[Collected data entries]
* * * * * * * * *

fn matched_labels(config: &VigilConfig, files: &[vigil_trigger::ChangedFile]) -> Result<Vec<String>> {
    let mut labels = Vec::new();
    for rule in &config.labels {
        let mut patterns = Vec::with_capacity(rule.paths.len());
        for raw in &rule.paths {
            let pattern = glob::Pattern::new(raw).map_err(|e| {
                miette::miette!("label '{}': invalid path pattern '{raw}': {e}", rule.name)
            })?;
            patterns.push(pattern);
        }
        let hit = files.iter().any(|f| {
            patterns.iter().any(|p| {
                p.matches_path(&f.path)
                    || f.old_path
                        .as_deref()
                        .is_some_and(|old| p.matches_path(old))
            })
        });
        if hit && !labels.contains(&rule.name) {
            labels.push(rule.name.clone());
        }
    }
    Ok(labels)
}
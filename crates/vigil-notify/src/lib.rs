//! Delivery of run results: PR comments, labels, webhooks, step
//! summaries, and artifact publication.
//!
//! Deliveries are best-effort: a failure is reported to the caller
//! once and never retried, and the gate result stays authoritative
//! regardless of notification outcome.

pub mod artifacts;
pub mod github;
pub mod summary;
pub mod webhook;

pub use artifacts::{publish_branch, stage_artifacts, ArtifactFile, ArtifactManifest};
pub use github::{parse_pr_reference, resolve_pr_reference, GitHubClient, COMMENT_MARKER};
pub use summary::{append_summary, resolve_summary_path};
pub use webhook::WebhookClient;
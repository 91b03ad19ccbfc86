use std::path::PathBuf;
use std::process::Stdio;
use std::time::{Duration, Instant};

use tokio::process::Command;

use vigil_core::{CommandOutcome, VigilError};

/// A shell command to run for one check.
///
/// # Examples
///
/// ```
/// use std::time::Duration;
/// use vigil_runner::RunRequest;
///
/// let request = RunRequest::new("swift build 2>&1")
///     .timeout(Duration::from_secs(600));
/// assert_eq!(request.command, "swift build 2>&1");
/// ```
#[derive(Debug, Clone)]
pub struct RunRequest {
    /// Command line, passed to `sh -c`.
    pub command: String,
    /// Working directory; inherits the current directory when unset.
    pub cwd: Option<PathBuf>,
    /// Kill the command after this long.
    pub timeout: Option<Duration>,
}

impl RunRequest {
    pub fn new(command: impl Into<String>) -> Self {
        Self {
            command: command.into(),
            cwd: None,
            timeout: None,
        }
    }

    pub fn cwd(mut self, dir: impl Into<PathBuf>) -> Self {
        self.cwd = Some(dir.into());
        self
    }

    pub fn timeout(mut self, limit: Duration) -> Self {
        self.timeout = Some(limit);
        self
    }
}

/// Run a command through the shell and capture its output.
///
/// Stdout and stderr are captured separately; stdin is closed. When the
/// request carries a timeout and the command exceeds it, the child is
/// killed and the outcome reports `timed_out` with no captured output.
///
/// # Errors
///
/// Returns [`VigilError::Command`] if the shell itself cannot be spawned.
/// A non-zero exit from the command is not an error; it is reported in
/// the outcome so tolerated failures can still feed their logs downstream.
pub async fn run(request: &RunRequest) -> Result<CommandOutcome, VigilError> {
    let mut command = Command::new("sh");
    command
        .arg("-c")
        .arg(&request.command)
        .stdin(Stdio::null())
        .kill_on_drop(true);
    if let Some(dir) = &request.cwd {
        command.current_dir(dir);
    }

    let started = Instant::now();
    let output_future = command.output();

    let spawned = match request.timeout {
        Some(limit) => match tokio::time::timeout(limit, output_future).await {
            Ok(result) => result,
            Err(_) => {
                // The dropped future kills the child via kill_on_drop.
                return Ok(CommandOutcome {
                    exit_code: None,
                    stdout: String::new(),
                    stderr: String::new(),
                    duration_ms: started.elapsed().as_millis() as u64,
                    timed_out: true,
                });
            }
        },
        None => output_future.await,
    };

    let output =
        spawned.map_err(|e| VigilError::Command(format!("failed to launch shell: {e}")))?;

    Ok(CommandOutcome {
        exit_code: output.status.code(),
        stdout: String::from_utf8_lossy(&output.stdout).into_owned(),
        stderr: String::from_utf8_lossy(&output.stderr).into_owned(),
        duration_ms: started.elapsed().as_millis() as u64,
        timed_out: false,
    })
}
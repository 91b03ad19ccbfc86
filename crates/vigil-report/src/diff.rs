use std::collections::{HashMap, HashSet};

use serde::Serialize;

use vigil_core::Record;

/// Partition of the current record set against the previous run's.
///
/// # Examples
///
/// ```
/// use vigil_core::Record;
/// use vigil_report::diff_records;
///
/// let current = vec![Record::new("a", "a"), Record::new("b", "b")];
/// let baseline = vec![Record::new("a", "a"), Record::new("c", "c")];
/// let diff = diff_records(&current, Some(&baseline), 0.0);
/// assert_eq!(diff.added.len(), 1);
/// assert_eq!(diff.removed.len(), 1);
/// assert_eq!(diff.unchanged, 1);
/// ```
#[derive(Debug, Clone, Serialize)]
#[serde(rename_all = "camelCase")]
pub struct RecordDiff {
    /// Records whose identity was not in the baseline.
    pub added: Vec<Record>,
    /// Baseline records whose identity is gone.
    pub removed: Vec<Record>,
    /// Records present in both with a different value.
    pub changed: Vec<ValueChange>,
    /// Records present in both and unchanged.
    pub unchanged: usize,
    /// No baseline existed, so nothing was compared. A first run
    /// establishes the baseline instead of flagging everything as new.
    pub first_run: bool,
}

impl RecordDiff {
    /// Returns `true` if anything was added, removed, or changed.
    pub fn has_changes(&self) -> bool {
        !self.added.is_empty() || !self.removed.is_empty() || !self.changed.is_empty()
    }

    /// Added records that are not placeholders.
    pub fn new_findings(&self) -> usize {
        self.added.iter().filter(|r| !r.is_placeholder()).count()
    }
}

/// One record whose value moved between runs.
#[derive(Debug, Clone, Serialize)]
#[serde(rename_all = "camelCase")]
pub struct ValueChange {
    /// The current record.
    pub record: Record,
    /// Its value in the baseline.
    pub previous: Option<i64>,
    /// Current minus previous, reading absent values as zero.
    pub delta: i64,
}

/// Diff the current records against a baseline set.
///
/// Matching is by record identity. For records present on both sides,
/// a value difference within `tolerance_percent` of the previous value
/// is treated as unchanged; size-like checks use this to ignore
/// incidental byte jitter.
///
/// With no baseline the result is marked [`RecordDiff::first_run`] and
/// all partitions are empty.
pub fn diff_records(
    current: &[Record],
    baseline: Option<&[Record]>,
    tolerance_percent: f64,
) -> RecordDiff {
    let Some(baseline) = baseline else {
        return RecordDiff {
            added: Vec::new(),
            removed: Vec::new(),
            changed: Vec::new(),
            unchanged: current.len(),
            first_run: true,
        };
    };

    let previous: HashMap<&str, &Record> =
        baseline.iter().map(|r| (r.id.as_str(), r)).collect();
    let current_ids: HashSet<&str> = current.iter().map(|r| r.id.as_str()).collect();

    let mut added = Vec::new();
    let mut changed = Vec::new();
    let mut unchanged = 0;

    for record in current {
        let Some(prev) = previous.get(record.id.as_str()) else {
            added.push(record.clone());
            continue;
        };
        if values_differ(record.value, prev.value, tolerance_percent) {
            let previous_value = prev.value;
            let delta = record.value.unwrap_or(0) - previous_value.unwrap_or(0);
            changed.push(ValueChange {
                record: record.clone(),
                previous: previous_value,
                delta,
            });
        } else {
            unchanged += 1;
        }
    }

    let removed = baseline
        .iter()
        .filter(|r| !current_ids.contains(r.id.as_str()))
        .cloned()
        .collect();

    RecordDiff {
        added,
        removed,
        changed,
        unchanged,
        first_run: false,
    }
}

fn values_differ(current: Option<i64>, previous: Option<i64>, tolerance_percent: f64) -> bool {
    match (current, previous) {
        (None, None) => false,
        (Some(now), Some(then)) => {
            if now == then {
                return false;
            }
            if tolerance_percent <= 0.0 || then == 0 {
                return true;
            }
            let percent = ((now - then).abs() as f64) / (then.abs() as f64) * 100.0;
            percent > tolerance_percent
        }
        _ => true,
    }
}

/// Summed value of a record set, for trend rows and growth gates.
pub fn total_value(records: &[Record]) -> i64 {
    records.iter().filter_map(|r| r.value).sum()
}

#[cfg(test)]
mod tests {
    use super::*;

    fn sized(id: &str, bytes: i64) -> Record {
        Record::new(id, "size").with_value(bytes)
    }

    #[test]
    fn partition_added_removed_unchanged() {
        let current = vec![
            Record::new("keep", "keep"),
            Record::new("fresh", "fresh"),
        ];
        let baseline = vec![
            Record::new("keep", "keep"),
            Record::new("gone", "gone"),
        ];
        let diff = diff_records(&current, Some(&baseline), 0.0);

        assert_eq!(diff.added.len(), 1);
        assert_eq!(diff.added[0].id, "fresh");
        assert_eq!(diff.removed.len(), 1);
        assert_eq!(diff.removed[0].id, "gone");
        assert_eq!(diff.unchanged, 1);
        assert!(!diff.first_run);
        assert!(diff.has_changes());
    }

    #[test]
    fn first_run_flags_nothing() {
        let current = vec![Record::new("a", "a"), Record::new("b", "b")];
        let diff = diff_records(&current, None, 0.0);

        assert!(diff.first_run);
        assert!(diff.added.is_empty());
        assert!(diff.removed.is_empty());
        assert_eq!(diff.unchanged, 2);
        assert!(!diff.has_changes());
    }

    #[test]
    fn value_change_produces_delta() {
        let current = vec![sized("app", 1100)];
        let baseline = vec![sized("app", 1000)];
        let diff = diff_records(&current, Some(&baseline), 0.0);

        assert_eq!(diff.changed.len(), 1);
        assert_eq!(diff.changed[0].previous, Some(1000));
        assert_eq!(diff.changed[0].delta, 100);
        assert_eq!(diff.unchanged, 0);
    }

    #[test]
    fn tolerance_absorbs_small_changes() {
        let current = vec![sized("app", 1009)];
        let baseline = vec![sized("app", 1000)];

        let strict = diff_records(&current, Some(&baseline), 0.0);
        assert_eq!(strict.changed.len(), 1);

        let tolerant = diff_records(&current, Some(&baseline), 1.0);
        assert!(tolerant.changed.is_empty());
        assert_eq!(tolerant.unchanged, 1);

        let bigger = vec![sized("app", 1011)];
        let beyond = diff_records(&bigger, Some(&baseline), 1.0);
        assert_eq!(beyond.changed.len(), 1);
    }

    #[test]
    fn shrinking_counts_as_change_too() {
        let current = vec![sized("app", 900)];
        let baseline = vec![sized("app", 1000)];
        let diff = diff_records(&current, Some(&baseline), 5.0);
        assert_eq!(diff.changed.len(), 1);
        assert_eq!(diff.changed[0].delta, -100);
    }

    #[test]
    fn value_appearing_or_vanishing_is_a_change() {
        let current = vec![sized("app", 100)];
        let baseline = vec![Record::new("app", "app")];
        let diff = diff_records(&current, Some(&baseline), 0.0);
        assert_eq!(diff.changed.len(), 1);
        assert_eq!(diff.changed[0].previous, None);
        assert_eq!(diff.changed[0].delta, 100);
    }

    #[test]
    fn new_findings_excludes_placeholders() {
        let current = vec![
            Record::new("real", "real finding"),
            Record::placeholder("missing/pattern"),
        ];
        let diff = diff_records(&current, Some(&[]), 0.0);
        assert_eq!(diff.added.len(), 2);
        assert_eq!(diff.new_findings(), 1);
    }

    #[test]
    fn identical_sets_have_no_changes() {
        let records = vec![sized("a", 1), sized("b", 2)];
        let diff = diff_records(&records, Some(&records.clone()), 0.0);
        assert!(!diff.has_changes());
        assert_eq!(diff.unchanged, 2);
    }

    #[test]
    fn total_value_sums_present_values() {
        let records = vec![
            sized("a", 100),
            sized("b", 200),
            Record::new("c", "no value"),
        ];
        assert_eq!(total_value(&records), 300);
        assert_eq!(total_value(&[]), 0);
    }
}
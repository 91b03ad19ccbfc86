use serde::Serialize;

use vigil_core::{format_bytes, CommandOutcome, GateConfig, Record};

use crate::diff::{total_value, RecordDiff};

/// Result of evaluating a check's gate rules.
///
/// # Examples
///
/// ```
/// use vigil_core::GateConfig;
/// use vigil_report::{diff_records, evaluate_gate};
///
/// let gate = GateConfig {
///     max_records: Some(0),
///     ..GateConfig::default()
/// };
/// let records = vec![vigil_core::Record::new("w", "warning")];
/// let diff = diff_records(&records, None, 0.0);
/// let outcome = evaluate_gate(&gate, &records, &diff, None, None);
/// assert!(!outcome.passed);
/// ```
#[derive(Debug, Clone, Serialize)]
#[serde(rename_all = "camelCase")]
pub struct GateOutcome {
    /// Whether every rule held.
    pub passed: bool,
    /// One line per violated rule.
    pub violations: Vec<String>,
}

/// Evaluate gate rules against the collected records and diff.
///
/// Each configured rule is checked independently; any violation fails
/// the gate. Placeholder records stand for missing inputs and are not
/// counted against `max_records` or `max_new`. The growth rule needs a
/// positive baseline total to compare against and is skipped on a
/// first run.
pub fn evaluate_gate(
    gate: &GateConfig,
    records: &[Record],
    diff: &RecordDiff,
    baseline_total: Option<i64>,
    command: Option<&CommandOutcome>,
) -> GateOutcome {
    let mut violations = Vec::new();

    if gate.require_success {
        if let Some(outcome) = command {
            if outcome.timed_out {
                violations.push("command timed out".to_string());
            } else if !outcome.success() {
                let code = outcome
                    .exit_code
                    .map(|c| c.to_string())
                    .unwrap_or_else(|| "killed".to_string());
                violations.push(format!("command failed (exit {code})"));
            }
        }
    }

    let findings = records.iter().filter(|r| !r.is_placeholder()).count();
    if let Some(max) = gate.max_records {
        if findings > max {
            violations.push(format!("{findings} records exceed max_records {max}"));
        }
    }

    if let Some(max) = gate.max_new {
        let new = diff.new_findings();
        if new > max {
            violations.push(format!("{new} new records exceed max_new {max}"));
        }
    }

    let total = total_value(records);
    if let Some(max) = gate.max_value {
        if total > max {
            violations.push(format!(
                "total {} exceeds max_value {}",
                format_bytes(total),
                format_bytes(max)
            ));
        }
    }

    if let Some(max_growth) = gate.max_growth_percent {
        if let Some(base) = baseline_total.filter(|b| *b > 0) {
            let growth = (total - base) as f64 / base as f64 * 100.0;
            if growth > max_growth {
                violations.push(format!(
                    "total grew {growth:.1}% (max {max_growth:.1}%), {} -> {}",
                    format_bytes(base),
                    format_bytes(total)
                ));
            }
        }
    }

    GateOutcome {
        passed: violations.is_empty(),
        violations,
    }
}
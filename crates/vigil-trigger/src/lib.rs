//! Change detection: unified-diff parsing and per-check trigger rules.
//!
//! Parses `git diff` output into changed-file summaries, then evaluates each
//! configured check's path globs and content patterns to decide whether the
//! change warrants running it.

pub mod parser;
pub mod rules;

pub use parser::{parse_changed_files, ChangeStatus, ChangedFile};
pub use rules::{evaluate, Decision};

* * * * * * * * *

ASSIGNMENT:
Each line from the beginning of the entries to the line with "let pattern = glob::Pattern::new(raw).map_err(|e|" must be repeated exactly, with both end lines kept and no other lines given.

EXERCISE RESPONSE:
fn matched_labels(config: &VigilConfig, files: &[vigil_trigger::ChangedFile]) -> Result<Vec<String>> {
    let mut labels = Vec::new();
    for rule in &config.labels {
        let mut patterns = Vec::with_capacity(rule.paths.len());
        for raw in &rule.paths {
            let pattern = glob::Pattern::new(raw).map_err(|e| {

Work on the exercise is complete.